I meant to addition that it just makes making links easy and there are normally some very plain, uncomplicated and tabular designs out there so it doesn’t have to be flowers and bunnies in fields!
My website http://www.geocities.com/louis33772/ uses the basic design of the lawer’s site and I did it without ever seeing the one referenced. With some minor changes, the code would work for yours. If you like it, take it. As someone said, this basic design is common. One note of possible interest is that I used CSS (Cascading Style Sheet), which allows more control over formating. The entire mess is done with Notepad.

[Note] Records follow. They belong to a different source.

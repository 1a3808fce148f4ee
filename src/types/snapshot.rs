//! Render-ready view of the current window's tabs and groups.
//!
//! A `Snapshot` is produced wholesale by one reconciliation pass and never
//! edited afterwards; consumers share it behind an `Arc`.

use std::collections::BTreeMap;

use serde::Serialize;

use super::group::{Group, GroupId};
use super::tab::{Tab, TabId};

/// One line of the unpinned section of the sidebar.
#[derive(Debug, Clone, PartialEq, Serialize)]
#[serde(tag = "kind", rename_all = "camelCase")]
pub enum SidebarRow {
    /// The following tabs (until the next header or ungrouped tab) belong to this group.
    GroupHeader { group_id: GroupId },
    Tab { tab: Tab },
}

#[derive(Debug, Clone, PartialEq, Serialize, Default)]
pub struct Snapshot {
    /// Every fetched tab, pinned partition first, each partition in index order.
    pub tabs: Vec<Tab>,
    pub groups: BTreeMap<GroupId, Group>,
    /// Search query the display sequences were filtered with.
    pub query: String,
    /// Pinned tabs matching the query, in fetched order.
    pub pinned: Vec<Tab>,
    /// Unpinned display sequence with group boundaries and collapse applied.
    pub rows: Vec<SidebarRow>,
    pub generation: u64,
}

impl Snapshot {
    /// Builds the display sequences from freshly fetched data.
    ///
    /// Pure: the same inputs always produce an equal snapshot.
    pub fn build(
        tabs: Vec<Tab>,
        groups: BTreeMap<GroupId, Group>,
        query: &str,
        generation: u64,
    ) -> Self {
        let needle = query.trim().to_lowercase();
        let mut pinned = Vec::new();
        let mut rows = Vec::new();
        let mut previous_group = GroupId::NONE;

        for tab in tabs.iter().filter(|t| t.matches_query(&needle)) {
            if tab.pinned {
                pinned.push(tab.clone());
                continue;
            }

            // Tabs pointing at a group we did not receive render as ungrouped.
            let group = groups.get(&tab.group_id);
            let group_id = group.map(|g| g.id).unwrap_or(GroupId::NONE);

            if group_id != previous_group && group_id != GroupId::NONE {
                rows.push(SidebarRow::GroupHeader { group_id });
            }
            previous_group = group_id;

            if group.map(|g| g.collapsed).unwrap_or(false) {
                continue;
            }
            rows.push(SidebarRow::Tab { tab: tab.clone() });
        }

        Self {
            tabs,
            groups,
            query: query.to_string(),
            pinned,
            rows,
            generation,
        }
    }

    /// Tabs the view would draw: pinned first, then unpinned rows.
    pub fn visible_tabs(&self) -> impl Iterator<Item = &Tab> {
        self.pinned.iter().chain(self.rows.iter().filter_map(|row| match row {
            SidebarRow::Tab { tab } => Some(tab),
            SidebarRow::GroupHeader { .. } => None,
        }))
    }

    /// All fetched members of a group, including ones hidden by collapse.
    pub fn group_members(&self, group_id: GroupId) -> Vec<&Tab> {
        self.tabs.iter().filter(|t| t.group_id == group_id).collect()
    }

    pub fn find_tab(&self, tab_id: TabId) -> Option<&Tab> {
        self.tabs.iter().find(|t| t.id == tab_id)
    }

    pub fn active_tab(&self) -> Option<&Tab> {
        self.tabs.iter().find(|t| t.active)
    }

    pub fn headers(&self) -> Vec<GroupId> {
        self.rows
            .iter()
            .filter_map(|row| match row {
                SidebarRow::GroupHeader { group_id } => Some(*group_id),
                SidebarRow::Tab { .. } => None,
            })
            .collect()
    }
}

Thought I’d drop in again and mention one more thing - you can probably come up with a better design than the one you linked to.
IMHO, if you’re not looking for something fancy, just have a simple, vertical page - kind of like a printed page - with your links at the top. This way your navigation is less obtrusive/takes up less real estate, no less functional (though you may want to repeat your nav row at the bottom of the page if there’s a lot of content stretching the page vertically), and, IMHO, looks more elegant.
What you should do before you write a line of code, is draw out your website using photoshop, or just a good ol’ piece of paper. (If you use Photoshop, you can then use it, or its sister app, ImageReady to slice the graphics out, effectively saving you a step.) This can save you a lot of time, especially if you’re indecisive.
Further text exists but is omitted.